» **Problem details**
Once you have read the records below, report how many lines contain the word "unix", and give nothing besides that number.

--------------------------------

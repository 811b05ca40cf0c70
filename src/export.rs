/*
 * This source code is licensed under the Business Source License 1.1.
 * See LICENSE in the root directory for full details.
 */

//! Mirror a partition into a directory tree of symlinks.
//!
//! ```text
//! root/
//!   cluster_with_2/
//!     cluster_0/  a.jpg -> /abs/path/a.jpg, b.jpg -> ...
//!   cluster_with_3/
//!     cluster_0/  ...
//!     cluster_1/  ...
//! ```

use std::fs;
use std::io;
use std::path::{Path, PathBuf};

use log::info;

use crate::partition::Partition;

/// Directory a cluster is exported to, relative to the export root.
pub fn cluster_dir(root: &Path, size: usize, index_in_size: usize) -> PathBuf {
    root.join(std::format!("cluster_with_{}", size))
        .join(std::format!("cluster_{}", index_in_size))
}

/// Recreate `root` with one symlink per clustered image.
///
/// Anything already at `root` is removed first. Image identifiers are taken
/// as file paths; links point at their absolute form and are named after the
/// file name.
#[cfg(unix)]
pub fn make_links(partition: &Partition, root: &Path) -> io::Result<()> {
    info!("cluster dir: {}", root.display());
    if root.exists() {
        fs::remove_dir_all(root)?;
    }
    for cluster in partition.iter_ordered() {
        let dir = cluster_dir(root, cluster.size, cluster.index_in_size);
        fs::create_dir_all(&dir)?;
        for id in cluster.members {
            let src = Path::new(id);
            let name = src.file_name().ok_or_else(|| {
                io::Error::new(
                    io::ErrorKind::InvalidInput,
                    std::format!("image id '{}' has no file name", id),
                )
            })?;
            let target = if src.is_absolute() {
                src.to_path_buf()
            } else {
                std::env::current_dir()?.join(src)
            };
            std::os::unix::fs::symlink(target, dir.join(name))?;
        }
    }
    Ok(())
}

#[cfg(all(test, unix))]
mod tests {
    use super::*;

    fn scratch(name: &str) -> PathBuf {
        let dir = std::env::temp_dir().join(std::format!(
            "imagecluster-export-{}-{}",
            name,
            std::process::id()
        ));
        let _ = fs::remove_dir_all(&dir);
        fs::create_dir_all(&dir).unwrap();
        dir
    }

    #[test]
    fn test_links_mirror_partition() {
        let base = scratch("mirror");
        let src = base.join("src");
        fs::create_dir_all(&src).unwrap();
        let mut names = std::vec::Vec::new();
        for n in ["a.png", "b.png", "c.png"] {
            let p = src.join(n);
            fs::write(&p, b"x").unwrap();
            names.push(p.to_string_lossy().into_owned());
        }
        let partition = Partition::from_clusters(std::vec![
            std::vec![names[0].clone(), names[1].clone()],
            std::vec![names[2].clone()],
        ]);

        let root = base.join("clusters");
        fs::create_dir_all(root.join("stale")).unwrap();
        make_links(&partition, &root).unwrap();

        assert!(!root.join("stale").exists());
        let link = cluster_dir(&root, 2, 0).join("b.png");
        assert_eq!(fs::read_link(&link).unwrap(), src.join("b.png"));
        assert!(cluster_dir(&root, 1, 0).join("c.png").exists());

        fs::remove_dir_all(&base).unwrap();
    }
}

--------------------------------

» **Reply**
3